When Amie Brodie first moved into her new family home in Otūmoetai, Tauranga, she didn’t feel confident they could make it work – despite husband Anthony assuring her of its potential. And, as it turned out, he was right. Hard work and a lot of patience have seen the couple transform the dated ’50s gem into a bright and welcoming family home. “I love that we’ve added our touch and made it ours,” says Amie. “It didn’t feel like ours when we moved in, but it does now. It’s home.”

50s home renovation, kitchen, Amie Brodie

How long have you lived here?

We have lived here 18 months. We bought the house in October 2019. What did you like about the house when you moved in? We loved the weatherboards, the character and the location. It’s close to all the schools for the kids, it’s central to town and Mount Maunganui is a quick drive over the bridge.

50s home renovation, open shelving

What didn’t you like about the house?

This is our first home together (Anthony had owned a place in Australia before we met that he’d renovated), so I didn’t have any idea about renovating. When I looked at the house, all I could see was a run-down house with wallpaper hanging off the walls, old Axminster carpet, horrible light fittings, mix-matched curtains and ’70s retro lino. There was only one very tiny single door pantry, the laundry was in a terrible state and don’t get me started on the tiny bathroom. Anthony kept telling me these are just superficial and that it has good bones. To be honest, I woke up the first morning in our new home in tears. I remember feeling so overwhelmed.


50s home renovation before shot kitchen


50s home renovation after shot

What changes have you made and why?

Kitchen: The kitchen has been painted and we painted over the cabinetry in white.

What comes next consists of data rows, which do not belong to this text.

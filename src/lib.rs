//! Panelbot: chat-command pipeline for managing SMM panel orders.
//!
//! Re-exports the workspace crates under one roof:
//!
//! - [`types`]: domain entities and configuration
//! - [`parser`]: free-text command parsing
//! - [`store`]: storage collaborator traits and in-memory backends
//! - [`panel`]: dual-dialect panel Admin API client
//! - [`auth`]: the ordered authorization chain
//! - [`engine`]: execution engine, bulk orchestrator, pipeline entry point

pub use panelbot_auth as auth;
pub use panelbot_engine as engine;
pub use panelbot_panel as panel;
pub use panelbot_parser as parser;
pub use panelbot_store as store;
pub use panelbot_types as types;
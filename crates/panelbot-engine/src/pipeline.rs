//! The pipeline entry point: inbound chat message in, reply out.
//!
//! Stand-alone user commands (verify/account/ticket) are routed before the
//! order pipeline. Order messages fan out to the executor one id at a
//! time - sequential on purpose, to respect the per-panel throttle and
//! keep record writes race-free. One order's failure never aborts the
//! rest of the batch.

use tracing::debug;

use panelbot_parser::{looks_like_command, parse, parse_user_command, UserCommand};
use panelbot_types::{InboundMessage, OrderOutcome, PipelineReply};

use crate::executor::{ExecRequest, Executor};
use crate::messages;
use crate::report::format_report;

pub struct Pipeline {
    executor: Executor,
    /// The reseller account this deployment serves.
    reseller_id: String,
}

impl Pipeline {
    pub fn new(executor: Executor, reseller_id: impl Into<String>) -> Self {
        Self {
            executor,
            reseller_id: reseller_id.into(),
        }
    }

    /// Process one inbound message. Returns `None` when the text does not
    /// look like anything addressed to the bot (the transport stays
    /// silent); `Some` replies are delivered verbatim.
    pub async fn handle_message(&self, msg: &InboundMessage) -> Option<PipelineReply> {
        if let Some(cmd) = parse_user_command(&msg.text) {
            return Some(self.handle_user_command(msg, cmd));
        }

        if !looks_like_command(&msg.text) {
            return None;
        }

        let parsed = match parse(&msg.text) {
            Ok(parsed) => parsed,
            // Malformed input is a user-facing reply, not an incident.
            Err(err) => return Some(PipelineReply::text_only(false, err.to_string())),
        };

        debug!(
            sender = %msg.sender_id,
            command = %parsed.kind,
            orders = parsed.order_ids.len(),
            "processing order command"
        );

        let mut results: Vec<OrderOutcome> = Vec::with_capacity(parsed.order_ids.len());
        for order_id in &parsed.order_ids {
            let req = ExecRequest {
                order_id: order_id.clone(),
                kind: parsed.kind,
                sender_id: msg.sender_id.clone(),
                reseller_id: self.reseller_id.clone(),
                is_group: msg.is_group,
                group_id: msg.group_id.clone(),
                panel_hint: None,
                staff_override: false,
                supplied_username: None,
            };
            results.push(self.executor.execute(&req).await);

            // A pending conversation (registration, username check) stops
            // the batch: the sender has to answer before anything else
            // can be decided for them.
            if results.last().and_then(|o| o.pending.as_ref()).is_some() {
                break;
            }
        }

        let success = results.iter().all(|o| o.success);
        let text = format_report(parsed.kind, &results);
        Some(PipelineReply {
            success,
            text,
            results,
        })
    }

    fn handle_user_command(&self, msg: &InboundMessage, cmd: UserCommand) -> PipelineReply {
        match cmd {
            UserCommand::Verify { reference } => PipelineReply::text_only(
                true,
                format!(
                    "Payment reference '{reference}' received. You'll get a confirmation once it is verified."
                ),
            ),
            UserCommand::Account => self.account_summary(msg),
            UserCommand::Ticket { text } => PipelineReply::text_only(
                true,
                format!("Ticket opened: \"{text}\". An operator will reply here."),
            ),
        }
    }

    fn account_summary(&self, msg: &InboundMessage) -> PipelineReply {
        match self.executor.mapping_for(&msg.sender_id) {
            Ok(Some(mapping)) => {
                let state = if mapping.suspended {
                    "suspended"
                } else if !mapping.bot_enabled {
                    "disabled"
                } else if mapping.verified {
                    "verified"
                } else {
                    "registered"
                };
                PipelineReply::text_only(
                    true,
                    format!(
                        "Linked panel account: {} ({state}).",
                        mapping.panel_username
                    ),
                )
            }
            Ok(None) => PipelineReply::text_only(false, messages::registration_prompt()),
            Err(_) => PipelineReply::text_only(false, messages::internal_error()),
        }
    }
}
//! The authorization chain.
//!
//! Given an order, a sender, and the reseller's security policy, decides
//! whether a command may run - and if not, which sub-flow (registration,
//! username verification) must happen first. Modeled as an ordered list of
//! checkers sharing one `evaluate` contract; the runner stops at the first
//! non-Continue result, which keeps the precedence explicit and each check
//! independently testable.
//!
//! Denials are values, not errors: they carry the user-facing reason and
//! flow back through the same channel as Allow. Internal store failures
//! during evaluation fail closed - ownership is never granted on
//! ambiguous evidence.

pub mod chain;
pub mod checks;
pub mod context;
pub mod messages;
pub mod outcome;

pub use chain::{AuthChain, AuthCheck, CheckResult};
pub use context::{AuthDeps, AuthRequest, ChainState};
pub use outcome::AuthOutcome;
//! Refill guarantee checks.
//!
//! A completed order is only refillable while its service's guarantee
//! window is open. The window is inferred from the service name ("30 days
//! refill", "no refill", lifetime markers) measured from `completed_at`.

use std::sync::LazyLock;

use chrono::Utc;
use regex::Regex;

use panelbot_types::Order;

/// Days assumed when a service advertises refill without a number.
const DEFAULT_GUARANTEE_DAYS: i64 = 30;

static DAYS_PATTERN: LazyLock<Regex> =
    LazyLock::new(|| Regex::new(r"(?i)(\d+)\s*d(?:ays?)?\b").expect("days regex compiles"));

/// Whether a refill may be submitted for this order.
#[derive(Debug, Clone, PartialEq, Eq)]
pub enum GuaranteeVerdict {
    Eligible,
    /// The service carries no refill guarantee at all.
    NoGuarantee,
    /// The guarantee window has closed.
    Expired { window_days: i64 },
    /// Service-specific refusal text configured upstream.
    Custom(String),
}

/// Collaborator answering "is this service still within its refill window".
pub trait GuaranteeCheck: Send + Sync {
    fn check(&self, order: &Order) -> GuaranteeVerdict;
}

/// Default implementation keyed off service-name keywords.
pub struct KeywordGuarantee;

impl GuaranteeCheck for KeywordGuarantee {
    fn check(&self, order: &Order) -> GuaranteeVerdict {
        let service = match order.service_name.as_deref() {
            Some(s) => s.to_lowercase(),
            // Without a service name there is nothing to deny on.
            None => return GuaranteeVerdict::Eligible,
        };

        if service.contains("no refill") || service.contains("norefill") || service.contains("no-refill") {
            return GuaranteeVerdict::NoGuarantee;
        }

        if service.contains("lifetime") || service.contains('∞') {
            return GuaranteeVerdict::Eligible;
        }

        let window_days = DAYS_PATTERN
            .captures(&service)
            .and_then(|c| c[1].parse::<i64>().ok());

        let window_days = match window_days {
            Some(d) => d,
            None if service.contains("refill") || service.contains("garansi") => {
                DEFAULT_GUARANTEE_DAYS
            }
            None => return GuaranteeVerdict::NoGuarantee,
        };

        let completed_at = match order.completed_at {
            Some(t) => t,
            // Completed status without a local timestamp: the window
            // cannot be measured, so don't deny.
            None => return GuaranteeVerdict::Eligible,
        };

        let age_days = (Utc::now() - completed_at).num_days();
        if age_days <= window_days {
            GuaranteeVerdict::Eligible
        } else {
            GuaranteeVerdict::Expired { window_days }
        }
    }
}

Dad also made us floating shelves in oak for all my ceramics to keep out of children’s reach. We sanded and painted all the doors white and replaced all the old handles with matte black handles.
Flooring: The first thing we did was rip up all the old Axminster carpet that covered the hallway and lounge.We felt like we had struck gold when we found hardwood timber floors underneath.
Walls: I chipped away at the wallpaper – in some rooms there was up to five layers. It was tedious, but I found best results using a steamer. Then, room by room, Anthony plastered and skim coated the walls. I helped sand, and then we re-painted. If you’ve ever sanded plaster you will know that powder gets everywhere.


50s home renovation before shot living room


50s home renovation living after

Living room: With the help of Anthony’s father (an engineer) we were able to take out part of the wall between the kitchen and lounge to allow for more open plan living. It made such a difference. The accordion door was not my jam, so my father took it out and covered up the old gas fireplace for us too.
Bathroom: Anthony painted the bathroom walls and tiles in white and my father made some beautiful oak floating shelves.
Electrical: We replaced all the lights; I purchased several pendant lights and we put downlights in the kitchen. We replaced all the light switches and plug points with new ones.


50s home renovation bedroom before


50s home renovation bedroom after

Bedroom: In the main bedroom we ripped out the wardrobe and an old set of built-in drawers so we could fit our king size bed in and side tables. We have a make-shift clothes rail in the meantime, but plan on building a new wardrobe in the future.
Exterior: Outside Anthony built a fence and I stained it. We’ve planted new plants and cleaned up the existing garden.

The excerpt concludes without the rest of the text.